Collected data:
----------------------------------------
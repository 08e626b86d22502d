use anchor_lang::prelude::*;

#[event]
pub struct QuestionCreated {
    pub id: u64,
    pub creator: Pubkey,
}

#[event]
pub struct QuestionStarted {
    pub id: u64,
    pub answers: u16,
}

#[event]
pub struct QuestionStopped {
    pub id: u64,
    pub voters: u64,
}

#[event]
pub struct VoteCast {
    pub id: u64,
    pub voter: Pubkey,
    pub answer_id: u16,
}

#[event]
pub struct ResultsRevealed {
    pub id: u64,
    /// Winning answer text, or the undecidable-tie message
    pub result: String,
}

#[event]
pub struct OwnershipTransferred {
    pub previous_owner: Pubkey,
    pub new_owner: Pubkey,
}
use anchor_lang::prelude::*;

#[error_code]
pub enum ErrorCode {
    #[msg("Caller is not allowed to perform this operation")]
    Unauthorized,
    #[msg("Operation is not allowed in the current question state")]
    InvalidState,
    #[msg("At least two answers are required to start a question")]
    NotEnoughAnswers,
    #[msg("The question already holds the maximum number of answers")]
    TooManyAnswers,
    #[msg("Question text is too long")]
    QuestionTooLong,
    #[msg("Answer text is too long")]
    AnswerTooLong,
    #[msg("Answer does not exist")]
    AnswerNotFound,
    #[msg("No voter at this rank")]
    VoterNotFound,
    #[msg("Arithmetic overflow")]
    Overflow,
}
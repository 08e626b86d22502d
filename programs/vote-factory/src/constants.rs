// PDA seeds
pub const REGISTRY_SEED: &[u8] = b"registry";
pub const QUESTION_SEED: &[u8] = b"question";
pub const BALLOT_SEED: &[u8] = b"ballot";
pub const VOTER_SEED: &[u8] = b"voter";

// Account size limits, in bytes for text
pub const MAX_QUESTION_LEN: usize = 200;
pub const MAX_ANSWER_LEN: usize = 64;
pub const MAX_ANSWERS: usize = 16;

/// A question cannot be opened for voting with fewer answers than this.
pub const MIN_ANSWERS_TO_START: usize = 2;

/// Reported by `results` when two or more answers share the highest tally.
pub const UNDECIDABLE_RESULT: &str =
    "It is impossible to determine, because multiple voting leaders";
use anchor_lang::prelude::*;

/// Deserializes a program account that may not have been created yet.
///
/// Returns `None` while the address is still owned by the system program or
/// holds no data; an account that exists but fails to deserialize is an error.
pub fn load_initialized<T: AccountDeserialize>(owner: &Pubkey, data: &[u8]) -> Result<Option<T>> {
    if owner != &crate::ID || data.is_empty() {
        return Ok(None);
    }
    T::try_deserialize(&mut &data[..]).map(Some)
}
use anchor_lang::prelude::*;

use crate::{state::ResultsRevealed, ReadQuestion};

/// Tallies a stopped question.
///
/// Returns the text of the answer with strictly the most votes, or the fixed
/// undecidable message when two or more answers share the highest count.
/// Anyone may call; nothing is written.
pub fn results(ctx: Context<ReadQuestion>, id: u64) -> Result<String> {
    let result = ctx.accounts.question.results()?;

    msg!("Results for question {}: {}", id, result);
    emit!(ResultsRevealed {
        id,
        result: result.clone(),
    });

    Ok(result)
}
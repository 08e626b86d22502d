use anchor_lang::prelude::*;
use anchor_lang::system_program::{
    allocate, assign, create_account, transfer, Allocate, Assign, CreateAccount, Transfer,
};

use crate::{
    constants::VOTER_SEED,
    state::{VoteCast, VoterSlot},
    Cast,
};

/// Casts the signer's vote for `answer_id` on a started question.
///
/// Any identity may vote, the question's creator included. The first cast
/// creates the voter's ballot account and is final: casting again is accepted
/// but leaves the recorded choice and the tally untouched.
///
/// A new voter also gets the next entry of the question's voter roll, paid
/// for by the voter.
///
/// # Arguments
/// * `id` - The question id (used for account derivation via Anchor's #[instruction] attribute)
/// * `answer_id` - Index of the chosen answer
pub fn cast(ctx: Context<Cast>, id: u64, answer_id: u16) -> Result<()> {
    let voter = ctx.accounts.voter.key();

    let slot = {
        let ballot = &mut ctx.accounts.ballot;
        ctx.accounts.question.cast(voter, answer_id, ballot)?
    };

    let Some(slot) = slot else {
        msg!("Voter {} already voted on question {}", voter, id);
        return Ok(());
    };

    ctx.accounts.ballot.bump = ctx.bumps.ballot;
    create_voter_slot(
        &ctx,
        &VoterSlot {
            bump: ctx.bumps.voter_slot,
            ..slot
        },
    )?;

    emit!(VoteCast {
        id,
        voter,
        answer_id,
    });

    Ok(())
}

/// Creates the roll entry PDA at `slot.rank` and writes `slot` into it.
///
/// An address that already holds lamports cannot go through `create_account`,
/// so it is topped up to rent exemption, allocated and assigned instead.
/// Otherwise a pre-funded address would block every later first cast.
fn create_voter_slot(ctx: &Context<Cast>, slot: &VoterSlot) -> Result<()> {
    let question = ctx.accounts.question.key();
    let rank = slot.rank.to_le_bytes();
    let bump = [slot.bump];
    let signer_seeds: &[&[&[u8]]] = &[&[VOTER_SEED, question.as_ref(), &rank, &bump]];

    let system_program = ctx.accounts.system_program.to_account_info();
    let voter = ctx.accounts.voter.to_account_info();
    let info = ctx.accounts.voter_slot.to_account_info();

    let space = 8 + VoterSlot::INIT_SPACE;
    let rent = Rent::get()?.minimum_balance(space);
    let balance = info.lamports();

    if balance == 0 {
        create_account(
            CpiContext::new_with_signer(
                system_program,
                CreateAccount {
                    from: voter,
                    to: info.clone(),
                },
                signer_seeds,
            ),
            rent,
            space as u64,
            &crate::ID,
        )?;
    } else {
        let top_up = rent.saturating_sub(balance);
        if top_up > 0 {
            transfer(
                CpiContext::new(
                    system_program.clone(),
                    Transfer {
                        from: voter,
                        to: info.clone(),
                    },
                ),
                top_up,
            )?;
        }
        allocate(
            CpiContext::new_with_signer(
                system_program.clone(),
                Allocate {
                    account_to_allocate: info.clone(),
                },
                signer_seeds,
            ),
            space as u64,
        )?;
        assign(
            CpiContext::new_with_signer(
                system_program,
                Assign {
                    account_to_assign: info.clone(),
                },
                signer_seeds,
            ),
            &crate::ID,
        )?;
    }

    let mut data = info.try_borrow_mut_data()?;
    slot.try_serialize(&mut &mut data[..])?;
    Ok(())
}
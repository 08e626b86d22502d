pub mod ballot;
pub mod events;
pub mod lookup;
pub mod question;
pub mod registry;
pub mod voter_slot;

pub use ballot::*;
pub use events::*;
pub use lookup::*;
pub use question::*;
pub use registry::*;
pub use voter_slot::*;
----------------------------------------
What is the number of lines in the data that contain "allowed"? Write that number and nothing else.

2